Why is this image in the public domain?
The Artist died in 1560 so this work is in the public domain in its country of origin and other countries where the copyright term is the Artist's life plus 70 years or fewer.
Baccio Bandinelli

Bartolommeo (or Baccio) Bandinelli, actually Bartolommeo Brandini, was a Renaissance Italian sculptor, draughtsman and painter.

Bandinelli was the son of a prominent Florentine goldsmith, and first apprenticed in his shop. As a boy, he was apprenticed under Giovanni Francesco Rustici, a sculptor friend of Leonardo da Vinci. Among his earliest works was a Saint Jerome in wax, made for Giuliano de' Medici, identified as Bandinelli's by John Pope-Hennessy.

Giorgio Vasari, a former pupil in Bandinelli's workshop, claimed Bandinelli was driven by jealousy of Benvenuto Cellini and Michelangelo.

Bandinelli's lifelong obsession with Michelangelo is a recurring theme in assessments of his career.

Bandinelli was a leader in the group of Florentine Mannerists who were inspired by the revived interest in Donatello attendant on the installation of Donatello's bas-relief panels for the pulpit in San Lorenzo, 1515. The artist presented his relief of the Deposition to Charles V at Genoa in 1529; though the relief has been lost, a bronze from it by Antonio Susini in 1600 (Musée du Louvre) shows the decisive inspiration of Donatello's emotional pitch and intensity; Bandinelli made several drawings of the Donatello reliefs, though later in life he disparaged them in a letter to Cosimo I de' Medici.

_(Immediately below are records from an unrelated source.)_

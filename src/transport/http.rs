// reqwest transport for the public Gemini API
// Author: kelexine (https://github.com/kelexine)

use super::{ByteStream, Transport};
use crate::batch::{BatchRequest, BatchResultItem, BatchStatus, BatchStatusReport};
use crate::config::GeminiConfig;
use crate::credentials::Credential;
use crate::error::{extract_error_message, GemflowError, Result};
use crate::models::{GenerateContentResponse, GenerateRequest};
use crate::utils::logging::sanitize;
use async_trait::async_trait;
use chrono::{DateTime, Utc};
use futures::StreamExt;
use reqwest::{Client, Method, RequestBuilder};
use serde::{Deserialize, Deserializer, Serialize};
use serde_json::Value;
use std::time::Duration;
use tracing::{debug, error};

const API_KEY_HEADER: &str = "x-goog-api-key";
const REQUEST_ID_HEADER: &str = "x-request-id";

/// HTTPS JSON transport for the Gemini API.
///
/// The credential travels in the `x-goog-api-key` header. Unary and batch
/// calls are bounded by the configured timeout; streaming calls are not,
/// since their liveness is governed by the stream's chunk timeout.
#[derive(Clone)]
pub struct HttpTransport {
    http_client: Client,
    base_url: String,
    timeout: Duration,
}

impl HttpTransport {
    pub fn new(config: &GeminiConfig) -> Result<Self> {
        // Configure HTTP client for optimal streaming performance
        let http_client = Client::builder()
            .connect_timeout(Duration::from_secs(config.connect_timeout_seconds))
            .pool_max_idle_per_host(10)
            .pool_idle_timeout(Duration::from_secs(90))
            .tcp_keepalive(Some(Duration::from_secs(60)))
            .tcp_nodelay(true)
            .use_rustls_tls()
            .build()
            .map_err(|e| GemflowError::Config(format!("Failed to create HTTP client: {}", e)))?;

        debug!("Created HTTP client with connection pooling and keep-alive");

        Ok(Self {
            http_client,
            base_url: config.api_base_url.trim_end_matches('/').to_string(),
            timeout: Duration::from_secs(config.timeout_seconds),
        })
    }

    pub fn base_url(&self) -> &str {
        &self.base_url
    }

    fn model_url(&self, model: &str, method: &str) -> String {
        let model = model.strip_prefix("models/").unwrap_or(model);
        format!(
            "{}/models/{}:{}",
            self.base_url,
            urlencoding::encode(model),
            method
        )
    }

    fn job_url(&self, job_id: &str, suffix: &str) -> String {
        format!("{}/{}{}", self.base_url, job_id.trim_start_matches('/'), suffix)
    }

    fn request(&self, method: Method, url: &str, credential: &Credential) -> RequestBuilder {
        self.http_client
            .request(method, url)
            .header(API_KEY_HEADER, credential.expose())
            .header("Content-Type", "application/json")
    }

    /// Send a request and return the body text of a successful response.
    async fn execute(&self, builder: RequestBuilder, operation: &str) -> Result<String> {
        let response = builder
            .timeout(self.timeout)
            .send()
            .await
            .map_err(|e| GemflowError::Transport(format!("{} request failed: {}", operation, e)))?;

        let status = response.status();
        let body = response.text().await.map_err(|e| {
            GemflowError::Transport(format!("{}: failed to read response body: {}", operation, e))
        })?;

        if !status.is_success() {
            error!(
                "{} failed: HTTP {} - {}",
                operation,
                status,
                sanitize(&extract_error_message(&body).unwrap_or_else(|| body.clone()))
            );
            return Err(GemflowError::from_status(status.as_u16(), body));
        }

        Ok(body)
    }
}

#[async_trait]
impl Transport for HttpTransport {
    async fn generate(
        &self,
        credential: &Credential,
        request: &GenerateRequest,
        trace_id: &str,
    ) -> Result<GenerateContentResponse> {
        let url = self.model_url(&request.model, "generateContent");
        debug!("Calling generateContent for model {} (trace {})", request.model, trace_id);

        let builder = self
            .request(Method::POST, &url, credential)
            .header(REQUEST_ID_HEADER, trace_id)
            .json(request);
        let body = self.execute(builder, "generateContent").await?;

        serde_json::from_str(&body).map_err(|e| {
            error!("Failed to parse Gemini response: {}", e);
            GemflowError::Decoding(format!("Response parsing error: {}", e))
        })
    }

    async fn stream(
        &self,
        credential: &Credential,
        request: &GenerateRequest,
    ) -> Result<ByteStream> {
        let url = format!("{}?alt=sse", self.model_url(&request.model, "streamGenerateContent"));
        debug!("Starting Gemini SSE stream for model {}", request.model);

        let response = self
            .request(Method::POST, &url, credential)
            .header("Accept", "text/event-stream")
            .json(request)
            .send()
            .await
            .map_err(|e| GemflowError::Transport(format!("stream request failed: {}", e)))?;

        let status = response.status();
        if !status.is_success() {
            let error_text = response.text().await.unwrap_or_default();
            error!("Stream request failed: HTTP {} - {}", status, sanitize(&error_text));
            return Err(GemflowError::from_status(status.as_u16(), error_text));
        }

        let byte_stream = response
            .bytes_stream()
            .map(|chunk| {
                chunk.map_err(|e| GemflowError::Transport(format!("stream read failed: {}", e)))
            });
        Ok(Box::pin(byte_stream))
    }

    async fn submit_batch(
        &self,
        credential: &Credential,
        model: &str,
        display_name: &str,
        requests: &[BatchRequest],
    ) -> Result<BatchStatusReport> {
        let url = self.model_url(model, "batchGenerateContent");
        let payload = SubmitBatchRequest {
            batch: BatchSpec {
                display_name,
                input_config: InputConfig {
                    requests: InlinedRequests {
                        requests: requests
                            .iter()
                            .map(|r| InlinedRequest {
                                request: &r.request,
                                metadata: RequestMetadata { key: &r.id },
                            })
                            .collect(),
                    },
                },
            },
        };

        debug!("Submitting batch of {} requests for model {}", requests.len(), model);
        let builder = self.request(Method::POST, &url, credential).json(&payload);
        let body = self.execute(builder, "batchGenerateContent").await?;
        parse_operation(&body)?.into_report()
    }

    async fn batch_status(
        &self,
        credential: &Credential,
        job_id: &str,
    ) -> Result<BatchStatusReport> {
        let url = self.job_url(job_id, "");
        let body = self
            .execute(self.request(Method::GET, &url, credential), "batch status")
            .await?;
        parse_operation(&body)?.into_report()
    }

    async fn batch_results(
        &self,
        credential: &Credential,
        job_id: &str,
    ) -> Result<Vec<BatchResultItem>> {
        let url = self.job_url(job_id, "");
        let body = self
            .execute(self.request(Method::GET, &url, credential), "batch results")
            .await?;
        parse_operation(&body)?.into_results()
    }

    async fn cancel_batch(&self, credential: &Credential, job_id: &str) -> Result<()> {
        let url = self.job_url(job_id, ":cancel");
        self.execute(self.request(Method::POST, &url, credential), "batch cancel")
            .await?;
        Ok(())
    }
}

// Batch wire format

#[derive(Serialize)]
struct SubmitBatchRequest<'a> {
    batch: BatchSpec<'a>,
}

#[derive(Serialize)]
#[serde(rename_all = "camelCase")]
struct BatchSpec<'a> {
    display_name: &'a str,
    input_config: InputConfig<'a>,
}

#[derive(Serialize)]
struct InputConfig<'a> {
    requests: InlinedRequests<'a>,
}

#[derive(Serialize)]
struct InlinedRequests<'a> {
    requests: Vec<InlinedRequest<'a>>,
}

#[derive(Serialize)]
struct InlinedRequest<'a> {
    request: &'a GenerateRequest,
    metadata: RequestMetadata<'a>,
}

#[derive(Serialize)]
struct RequestMetadata<'a> {
    key: &'a str,
}

#[derive(Debug, Deserialize)]
struct BatchOperation {
    name: Option<String>,
    #[serde(default)]
    metadata: Option<BatchMetadata>,
    #[serde(default)]
    done: bool,
    #[serde(default)]
    error: Option<Value>,
    #[serde(default)]
    response: Option<BatchOutput>,
}

#[derive(Debug, Default, Deserialize)]
#[serde(rename_all = "camelCase")]
struct BatchMetadata {
    name: Option<String>,
    state: Option<String>,
    create_time: Option<DateTime<Utc>>,
    update_time: Option<DateTime<Utc>>,
    #[serde(default)]
    batch_stats: BatchStats,
    output: Option<BatchOutput>,
}

#[derive(Debug, Default, Deserialize)]
#[serde(rename_all = "camelCase")]
struct BatchStats {
    #[serde(default, deserialize_with = "lenient_count")]
    request_count: Option<u64>,
    #[serde(default, deserialize_with = "lenient_count")]
    successful_request_count: Option<u64>,
    #[serde(default, deserialize_with = "lenient_count")]
    failed_request_count: Option<u64>,
}

#[derive(Debug, Default, Deserialize)]
#[serde(rename_all = "camelCase")]
struct BatchOutput {
    responses_file: Option<String>,
    inlined_responses: Option<InlinedResponses>,
}

#[derive(Debug, Default, Deserialize)]
#[serde(rename_all = "camelCase")]
struct InlinedResponses {
    #[serde(default)]
    inlined_responses: Vec<InlinedResponse>,
}

#[derive(Debug, Deserialize)]
struct InlinedResponse {
    #[serde(default)]
    metadata: Option<ResponseMetadataWire>,
    response: Option<GenerateContentResponse>,
    error: Option<Value>,
}

#[derive(Debug, Deserialize)]
struct ResponseMetadataWire {
    key: Option<String>,
}

/// int64 fields arrive as JSON strings under proto3 JSON mapping.
fn lenient_count<'de, D>(deserializer: D) -> std::result::Result<Option<u64>, D::Error>
where
    D: Deserializer<'de>,
{
    Ok(match Option::<Value>::deserialize(deserializer)? {
        Some(Value::Number(n)) => n.as_u64(),
        Some(Value::String(s)) => s.parse().ok(),
        _ => None,
    })
}

fn parse_operation(body: &str) -> Result<BatchOperation> {
    serde_json::from_str(body)
        .map_err(|e| GemflowError::Decoding(format!("Invalid batch operation: {}", e)))
}

fn error_text(error: &Value) -> String {
    error
        .get("message")
        .and_then(|m| m.as_str())
        .map(str::to_string)
        .unwrap_or_else(|| error.to_string())
}

impl BatchOperation {
    fn into_report(self) -> Result<BatchStatusReport> {
        let metadata = self.metadata.unwrap_or_default();
        let job_id = self
            .name
            .or(metadata.name)
            .ok_or_else(|| GemflowError::Decoding("batch operation has no name".to_string()))?;

        let status = match metadata.state.as_deref() {
            Some(state) => BatchStatus::from_wire(state),
            None if self.done && self.error.is_some() => BatchStatus::Failed,
            None if self.done => BatchStatus::Succeeded,
            None => BatchStatus::Pending,
        };

        let output_uri = metadata
            .output
            .and_then(|o| o.responses_file)
            .or_else(|| self.response.and_then(|r| r.responses_file));

        Ok(BatchStatusReport {
            job_id,
            status,
            create_time: metadata.create_time,
            update_time: metadata.update_time,
            total_count: metadata.batch_stats.request_count.map(|n| n as usize),
            completed_count: metadata.batch_stats.successful_request_count.unwrap_or(0) as usize,
            failed_count: metadata.batch_stats.failed_request_count.unwrap_or(0) as usize,
            output_uri,
        })
    }

    fn into_results(self) -> Result<Vec<BatchResultItem>> {
        let output = self
            .response
            .or_else(|| self.metadata.and_then(|m| m.output))
            .unwrap_or_default();

        match output.inlined_responses {
            Some(inlined) => Ok(inlined
                .inlined_responses
                .into_iter()
                .map(|item| BatchResultItem {
                    key: item
                        .metadata
                        .and_then(|m| m.key)
                        .unwrap_or_default(),
                    response: item.response,
                    error: item.error.as_ref().map(error_text),
                })
                .collect()),
            None => match output.responses_file {
                Some(file) => Err(GemflowError::Decoding(format!(
                    "results were written to file {} rather than returned inline",
                    file
                ))),
                None => Err(GemflowError::Decoding(
                    "batch operation carries no results".to_string(),
                )),
            },
        }
    }
}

His sculptures have never inspired the admiration given those of Michelangelo, especially the colossal (5.05 m) marble group of Hercules and Cacus (completed in 1534) in the Piazza della Signoria, Florence, and Adam and Eve in the Museo Nazionale del Bargello, which both stand within sight of some of Michelangelo's masterworks. Vasari said of him "He did nothing but make bozzetti and finished little", and modern commentators have remarked on the vitality of Bandinelli's terracotta models contrasted with the finished marbles: "all the freshness of his first approach to a subject was lost in the laborious execution in marble... A brilliant draughtsman and excellent small-scale sculptor, he had a morbid fascination for colossi which he was ill-equipped to execute. His failure as a sculptor on a grand scale was accentuated by his desire to imitate Michelangelo."

Hercules and Cacus was commissioned by the Medici pope Clement VII, who had been shown a wax model. The supplied block of Carrara marble was not big enough to execute Bandinelli's wax model. He had to make new wax models, one of which was chosen by the pope as the final draft. Bandinelli had already carved the sculpture as far as the abdomen of Hercules, when during the 1527 Sack of Rome, the pope was taken prisoner. Meanwhile, in Florence, republican enemies of the Medici took advantage of the chaos to exile Ippolito de' Medici. Bandinelli, a supporter of the Medici, was also exiled. In 1530 Emperor Charles V retook Florence after a long siege. Pope Clement VII subsequently installed his illegitimate son Alessandro de' Medici as duke of Tuscany. Bandinelli then returned to Florence and continue work on the statue till completed in 1534, and transported from the Opera del Duomo to its present marble pedestal. But from the moment it was unveiled, it faced ridicule; Cellini compared the ponderous group to 'a sack full of melons'. Afterwards, the Bandinelli tried to sabotage Cellini's career. The statue was restored between February and April 1994.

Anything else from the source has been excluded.